Patterning of polymeric layers is a crucial step in the manufacturing of microelectronic devices. For example, integrated electronic circuits are manufactured using a plurality of photolithography steps performed in sequence to form features of electronic components on chip. Each of these lithography steps involves the exposure of a polymeric photosensitive layer (photoresist) to a ultra-violet (UV) light through a chromium photomask and the chemical development of the photoresist layer. The process allows transferring a pattern from the mask to the photoresist.
This process allows creating high definition patterns in a photoresist layer which can be used, for example, to selectively deposit a metal line or implant dopant atoms. The process also allows to precisely aligning the pattern with features already present on the integrated circuit.
Photolithography steps have also been used to fabricate high efficiency laboratory solar cells, such as the PERL solar cell at the University of New South Wales, and the A300 solar cell at the University of Stanford.

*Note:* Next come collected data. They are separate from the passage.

use rust_decimal::Decimal;
use serde::{Deserialize, Deserializer, Serialize, Serializer};
use std::fmt;
use std::iter::Sum;
use std::ops::Add;
use std::str::FromStr;
use thiserror::Error;

#[derive(Debug, Clone, PartialEq, Eq, Error)]
pub enum AmountError {
    #[error("Empty amount")]
    Empty,
    #[error("Not a numeric amount: '{0}'")]
    NotNumeric(String),
}

/// A signed decimal amount that always carries exactly two fraction digits.
///
/// A parsed `-0,00` keeps its sign and prints `-0.00`; it still compares
/// equal to `0.00`. Sums never produce a signed zero.
#[derive(Debug, Clone, Copy, PartialEq, Eq, PartialOrd, Ord, Hash)]
pub struct Amount(Decimal);

impl Amount {
    pub fn zero() -> Self {
        Amount::from_decimal(Decimal::ZERO)
    }

    pub fn from_decimal(decimal: Decimal) -> Self {
        let mut d = decimal.round_dp(2);
        d.rescale(2);
        d.set_sign_negative(decimal.is_sign_negative());
        Amount(d)
    }

    /// Parse statement-formatted text (`.` thousands, `,` decimals, sign as a
    /// leading or trailing `-`).
    ///
    /// `"1.234,56"` → `1234.56`, `"45,00-"` → `-45.00`, `"12,,34"` → error.
    pub fn parse_localized(text: &str) -> Result<Self, AmountError> {
        let trimmed = text.trim();
        if trimmed.is_empty() {
            return Err(AmountError::Empty);
        }

        let negative = trimmed.starts_with('-') || trimmed.ends_with('-');
        let unsigned = trimmed
            .strip_prefix('-')
            .unwrap_or(trimmed);
        let unsigned = unsigned.strip_suffix('-').unwrap_or(unsigned);

        let clean = unsigned.replace('.', "").replace(',', ".");
        if clean.is_empty() || !clean.chars().all(|c| c.is_ascii_digit() || c == '.') {
            return Err(AmountError::NotNumeric(text.to_string()));
        }

        let mut value = Decimal::from_str(&clean)
            .map_err(|_| AmountError::NotNumeric(text.to_string()))?;
        value.set_sign_negative(negative);

        Ok(Amount::from_decimal(value))
    }

    pub fn as_decimal(self) -> Decimal {
        self.0
    }

    /// Positive amounts are charges on the statement.
    pub fn is_charge(self) -> bool {
        self.0 > Decimal::ZERO
    }

    /// Negative amounts are credits (refunds, payments).
    pub fn is_credit(self) -> bool {
        self.0 < Decimal::ZERO
    }
}

impl Default for Amount {
    fn default() -> Self {
        Amount::zero()
    }
}

impl fmt::Display for Amount {
    fn fmt(&self, f: &mut fmt::Formatter<'_>) -> fmt::Result {
        write!(f, "{}", self.0)
    }
}

impl FromStr for Amount {
    type Err = AmountError;

    /// Parses the canonical form produced by `Display` (`-1234.56`).
    fn from_str(s: &str) -> Result<Self, Self::Err> {
        let trimmed = s.trim();
        let mut value =
            Decimal::from_str(trimmed).map_err(|_| AmountError::NotNumeric(s.to_string()))?;
        // Decimal parsing drops the sign of zero.
        if trimmed.starts_with('-') {
            value.set_sign_negative(true);
        }
        Ok(Amount::from_decimal(value))
    }
}

impl Add for Amount {
    type Output = Self;
    fn add(self, rhs: Self) -> Self {
        let sum = self.0 + rhs.0;
        if sum.is_zero() {
            Amount::zero()
        } else {
            Amount::from_decimal(sum)
        }
    }
}

impl Sum for Amount {
    fn sum<I: Iterator<Item = Amount>>(iter: I) -> Self {
        iter.fold(Amount::zero(), |a, b| a + b)
    }
}

impl Serialize for Amount {
    fn serialize<S: Serializer>(&self, serializer: S) -> Result<S::Ok, S::Error> {
        serializer.collect_str(self)
    }
}

impl<'de> Deserialize<'de> for Amount {
    fn deserialize<D: Deserializer<'de>>(deserializer: D) -> Result<Self, D::Error> {
        let s = String::deserialize(deserializer)?;
        Amount::from_str(&s).map_err(serde::de::Error::custom)
    }
}
//! # 商品存储服务
//!
//! 基于 Axum 与 SQLite 的商品 CRUD 服务：
//! - `app`：路由、处理器与商品存储访问
//! - `core`：统一错误、响应与中间件
//! - `infrastructure`：配置、数据库连接与日志

pub mod app;
pub mod core;
pub mod infrastructure;

pub use app::{create_router, AppState};
pub use crate::core::error::CoreError;
//! 商品 CRUD

pub mod handler;
pub mod model;
pub mod service;

pub use handler::AppState;
pub use model::{Product, ProductPayload};
pub use service::ProductService;
//! 核心响应处理模块

use serde::Serialize;

/// 只携带提示信息的响应
#[derive(Debug, Serialize)]
pub struct MessageResponse {
    pub message: String,
}

impl MessageResponse {
    pub fn new(message: impl Into<String>) -> Self {
        Self {
            message: message.into(),
        }
    }
}
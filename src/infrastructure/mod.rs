//! 基础设施层：配置、数据库、日志

pub mod config;
pub mod database;
pub mod logger;
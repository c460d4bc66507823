//! 日志基础设施

use tracing_appender::{non_blocking, non_blocking::WorkerGuard, rolling};
use tracing_subscriber::{fmt, layer::SubscriberExt, util::SubscriberInitExt, EnvFilter};

use super::config::LoggingConfig;

pub struct Logger;

impl Logger {
    /// 初始化全局日志。`RUST_LOG` 优先于配置中的级别。
    ///
    /// 返回的 guard 必须在进程退出前一直持有，否则文件日志会丢失。
    pub fn init(config: &LoggingConfig) -> std::io::Result<Vec<WorkerGuard>> {
        let filter = EnvFilter::try_from_default_env()
            .unwrap_or_else(|_| EnvFilter::new(config.level.as_str()));

        let mut guards = Vec::new();

        let file_layer = match &config.log_dir {
            Some(dir) => {
                std::fs::create_dir_all(dir)?;
                let file_appender = rolling::daily(dir, &config.file_prefix);
                let (writer, guard) = non_blocking(file_appender);
                guards.push(guard);
                Some(
                    fmt::layer()
                        .with_writer(writer)
                        .with_ansi(false)
                        .with_target(false)
                        .with_thread_ids(true),
                )
            }
            None => None,
        };

        let console_layer = config
            .console_output
            .then(|| fmt::layer().with_writer(std::io::stdout).with_ansi(true));

        tracing_subscriber::registry()
            .with(filter)
            .with(file_layer)
            .with(console_layer)
            .init();

        Ok(guards)
    }
}
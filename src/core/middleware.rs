//! 核心中间件模块

use axum::{
    extract::Request,
    http::{HeaderName, HeaderValue},
    middleware::Next,
    response::Response,
};
use std::time::Instant;
use tracing::info;
use uuid::Uuid;

pub const REQUEST_ID_HEADER: HeaderName = HeaderName::from_static("x-request-id");

/// 请求日志中间件
pub async fn request_logging_middleware(req: Request, next: Next) -> Response {
    let start = Instant::now();
    let request_id = Uuid::new_v4().to_string();
    let method = req.method().clone();
    let uri = req.uri().clone();

    let mut response = next.run(req).await;
    let status = response.status();
    let duration = start.elapsed();

    info!(
        request_id = %request_id,
        "{} {} - {} - {}ms",
        method,
        uri,
        status,
        duration.as_millis()
    );

    if let Ok(value) = HeaderValue::from_str(&request_id) {
        response.headers_mut().insert(REQUEST_ID_HEADER, value);
    }

    response
}
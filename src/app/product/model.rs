//! 商品数据模型

use serde::{Deserialize, Serialize};

/// 商品记录，`id` 由存储分配后不再改变
#[derive(Debug, Clone, PartialEq, Serialize, Deserialize, sqlx::FromRow)]
pub struct Product {
    pub id: i64,
    pub product: String,
    pub price: f64,
}

/// 创建与更新共用的请求体，客户端传入的 `id` 会被忽略，缺省字段取零值
#[derive(Debug, Clone, Default, Deserialize)]
#[serde(default)]
pub struct ProductPayload {
    pub product: String,
    pub price: f64,
}

impl Product {
    /// 用请求体覆盖名称和价格，保留 id
    pub fn apply(&mut self, payload: ProductPayload) {
        self.product = payload.product;
        self.price = payload.price;
    }
}
//! 核心错误处理模块

use axum::{
    http::StatusCode,
    response::{IntoResponse, Response},
    Json,
};
use serde::Serialize;
use tracing::error;

/// 核心错误类型
#[derive(Debug)]
pub enum CoreError {
    /// 请求体无法解析
    BadRequest(String),
    /// 引用的记录不存在
    NotFound(String),
    /// 底层存储操作失败
    Storage(sqlx::Error),
}

/// 错误响应结构
#[derive(Debug, Serialize)]
pub struct ErrorResponse {
    pub error: String,
    pub message: String,
    pub code: u16,
    pub timestamp: String,
}

impl CoreError {
    pub fn status(&self) -> StatusCode {
        match self {
            CoreError::BadRequest(_) => StatusCode::BAD_REQUEST,
            CoreError::NotFound(_) => StatusCode::NOT_FOUND,
            CoreError::Storage(_) => StatusCode::INTERNAL_SERVER_ERROR,
        }
    }
}

impl std::fmt::Display for CoreError {
    fn fmt(&self, f: &mut std::fmt::Formatter<'_>) -> std::fmt::Result {
        match self {
            CoreError::BadRequest(msg) => write!(f, "请求数据错误: {}", msg),
            CoreError::NotFound(msg) => write!(f, "资源不存在: {}", msg),
            CoreError::Storage(e) => write!(f, "存储操作失败: {}", e),
        }
    }
}

impl std::error::Error for CoreError {
    fn source(&self) -> Option<&(dyn std::error::Error + 'static)> {
        match self {
            CoreError::Storage(e) => Some(e),
            _ => None,
        }
    }
}

impl From<sqlx::Error> for CoreError {
    fn from(err: sqlx::Error) -> Self {
        CoreError::Storage(err)
    }
}

impl IntoResponse for CoreError {
    fn into_response(self) -> Response {
        let status = self.status();
        let (error_message, user_message) = match self {
            CoreError::BadRequest(msg) => ("BAD_REQUEST", msg),
            CoreError::NotFound(msg) => ("NOT_FOUND", msg),
            CoreError::Storage(e) => {
                error!("存储操作失败: {}", e);
                ("INTERNAL_SERVER_ERROR", "存储操作失败".to_string())
            }
        };

        let error_response = ErrorResponse {
            error: error_message.to_string(),
            message: user_message,
            code: status.as_u16(),
            timestamp: chrono::Utc::now().to_rfc3339(),
        };

        (status, Json(error_response)).into_response()
    }
}

#[cfg(test)]
mod tests {
    use super::*;

    #[test]
    fn test_status_mapping() {
        assert_eq!(
            CoreError::BadRequest("x".into()).status(),
            StatusCode::BAD_REQUEST
        );
        assert_eq!(
            CoreError::NotFound("x".into()).status(),
            StatusCode::NOT_FOUND
        );
        assert_eq!(
            CoreError::Storage(sqlx::Error::PoolClosed).status(),
            StatusCode::INTERNAL_SERVER_ERROR
        );
    }

    #[test]
    fn test_storage_error_response_hides_details() {
        let response = CoreError::from(sqlx::Error::RowNotFound).into_response();
        assert_eq!(response.status(), StatusCode::INTERNAL_SERVER_ERROR);
    }
}
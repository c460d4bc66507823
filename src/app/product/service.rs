//! 商品存储访问
//!
//! 每个方法对应一条 SQL 语句，错误原样交给调用方。

use sqlx::SqlitePool;

use super::model::{Product, ProductPayload};
use crate::core::error::CoreError;
use crate::infrastructure::database::DatabaseManager;

#[derive(Clone)]
pub struct ProductService {
    pool: SqlitePool,
}

impl ProductService {
    pub fn new(db: &DatabaseManager) -> Self {
        Self {
            pool: db.get_pool().clone(),
        }
    }

    /// 按 id 升序返回全部商品
    pub async fn find_all(&self) -> Result<Vec<Product>, CoreError> {
        let products =
            sqlx::query_as::<_, Product>("SELECT id, product, price FROM products ORDER BY id")
                .fetch_all(&self.pool)
                .await?;
        Ok(products)
    }

    pub async fn create(&self, payload: ProductPayload) -> Result<Product, CoreError> {
        let product = sqlx::query_as::<_, Product>(
            "INSERT INTO products (product, price) VALUES (?, ?) RETURNING id, product, price",
        )
        .bind(&payload.product)
        .bind(payload.price)
        .fetch_one(&self.pool)
        .await?;
        Ok(product)
    }

    pub async fn find_by_id(&self, id: i64) -> Result<Option<Product>, CoreError> {
        let product =
            sqlx::query_as::<_, Product>("SELECT id, product, price FROM products WHERE id = ?")
                .bind(id)
                .fetch_optional(&self.pool)
                .await?;
        Ok(product)
    }

    /// 写回已有行的名称和价格
    pub async fn save(&self, product: &Product) -> Result<(), CoreError> {
        sqlx::query("UPDATE products SET product = ?, price = ? WHERE id = ?")
            .bind(&product.product)
            .bind(product.price)
            .bind(product.id)
            .execute(&self.pool)
            .await?;
        Ok(())
    }

    pub async fn delete(&self, id: i64) -> Result<(), CoreError> {
        sqlx::query("DELETE FROM products WHERE id = ?")
            .bind(id)
            .execute(&self.pool)
            .await?;
        Ok(())
    }
}

#[cfg(test)]
mod tests {
    use super::*;

    async fn setup() -> (tempfile::TempDir, DatabaseManager, ProductService) {
        let dir = tempfile::tempdir().unwrap();
        let url = format!("sqlite://{}", dir.path().join("store.db").display());
        let db = DatabaseManager::new(&url).await.unwrap();
        db.sync_schema().await.unwrap();
        let service = ProductService::new(&db);
        (dir, db, service)
    }

    fn payload(name: &str, price: f64) -> ProductPayload {
        ProductPayload {
            product: name.to_string(),
            price,
        }
    }

    #[tokio::test]
    async fn test_create_assigns_increasing_ids() {
        let (_dir, _db, service) = setup().await;

        let first = service.create(payload("Pen", 1.5)).await.unwrap();
        let second = service.create(payload("Pen", 2.0)).await.unwrap();

        assert_eq!(first.id, 1);
        assert_eq!(second.id, 2);
        assert_eq!(first.product, second.product);

        let all = service.find_all().await.unwrap();
        assert_eq!(all, vec![first, second]);
    }

    #[tokio::test]
    async fn test_find_by_id_missing() {
        let (_dir, _db, service) = setup().await;
        assert!(service.find_by_id(99).await.unwrap().is_none());
    }

    #[tokio::test]
    async fn test_save_updates_in_place() {
        let (_dir, _db, service) = setup().await;

        let mut product = service.create(payload("Pen", 1.5)).await.unwrap();
        product.apply(payload("Marker", 3.25));
        service.save(&product).await.unwrap();

        let stored = service.find_by_id(product.id).await.unwrap().unwrap();
        assert_eq!(stored, product);
        assert_eq!(service.find_all().await.unwrap().len(), 1);
    }

    #[tokio::test]
    async fn test_delete_removes_row() {
        let (_dir, _db, service) = setup().await;

        let keep = service.create(payload("Pen", 1.5)).await.unwrap();
        let gone = service.create(payload("Ink", 4.0)).await.unwrap();
        service.delete(gone.id).await.unwrap();

        assert!(service.find_by_id(gone.id).await.unwrap().is_none());
        assert_eq!(service.find_all().await.unwrap(), vec![keep]);
    }

    #[tokio::test]
    async fn test_closed_pool_reports_storage_error() {
        let (_dir, db, service) = setup().await;
        db.close().await;

        let err = service.find_all().await.unwrap_err();
        assert!(matches!(err, CoreError::Storage(_)));
    }
}
use anyhow::Context;
use product_store::{
    app::{create_router, product::ProductService, AppState},
    infrastructure::{config::load_config, database::DatabaseManager, logger::Logger},
};
use tokio::net::TcpListener;
use tracing::{error, info};

#[tokio::main]
async fn main() -> anyhow::Result<()> {
    let config = load_config().context("加载配置失败")?;
    let _guards = Logger::init(&config.logging).context("初始化日志失败")?;

    info!("启动商品存储服务...");

    let db = DatabaseManager::new(&config.database.url)
        .await
        .map_err(|e| {
            error!("数据库连接失败: {}", e);
            e
        })
        .context("数据库连接失败")?;
    db.sync_schema().await.context("创建数据表失败")?;

    let state = AppState {
        product_service: ProductService::new(&db),
    };
    let app = create_router(state);

    let addr = config.http.socket_addr()?;
    let listener = TcpListener::bind(addr)
        .await
        .with_context(|| format!("无法绑定到 {}", addr))?;

    info!("🚀 服务运行在 http://{}", listener.local_addr()?);
    info!("   GET    /products      - 获取商品列表");
    info!("   POST   /products      - 添加商品");
    info!("   PUT    /products/:id  - 更新商品");
    info!("   DELETE /products/:id  - 删除商品");

    let served = axum::serve(listener, app)
        .with_graceful_shutdown(shutdown_signal())
        .await;

    db.close().await;
    served?;

    info!("服务已停止");
    Ok(())
}

async fn shutdown_signal() {
    let ctrl_c = async {
        if let Err(e) = tokio::signal::ctrl_c().await {
            error!("无法监听 Ctrl-C: {}", e);
            std::future::pending::<()>().await;
        }
    };

    #[cfg(unix)]
    let terminate = async {
        match tokio::signal::unix::signal(tokio::signal::unix::SignalKind::terminate()) {
            Ok(mut signal) => {
                signal.recv().await;
            }
            Err(e) => {
                error!("无法监听 SIGTERM: {}", e);
                std::future::pending::<()>().await;
            }
        }
    };

    #[cfg(not(unix))]
    let terminate = std::future::pending::<()>();

    tokio::select! {
        _ = ctrl_c => {},
        _ = terminate => {},
    }

    info!("收到停止信号，正在关闭...");
}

Despite the record results of these solar cells, photolithography is not a viable solution for the production of commercial solar cells.
The cost of photomasks and the photoresist material does not comply with the low cost requirement of the solar cell manufacturing industry. In addition, the time required for aligning the photomasks to the devices, exposing and developing the photoresist does not comply with the high throughput requirement of modern solar cell manufacturing lines.
A patterning step may be used at different stages of the solar cell manufacturing process. For example, a patterning step may be required to selective deposit a metal to form conductive fingers on a surface of a solar cell. A patterning step may be also used in many other applications, for example, the deposition of protecting coatings on glass substrates, the formation of conductive patterns on electronic boards, etc.
These applications generally do not require the resolution and alignment precision typical of the photolithography techniques used in the microelectronic industry.
There is a need for a method which can be used to pattern a polymeric layer which allows for a higher throughput and has a lower cost than conventional photolithography.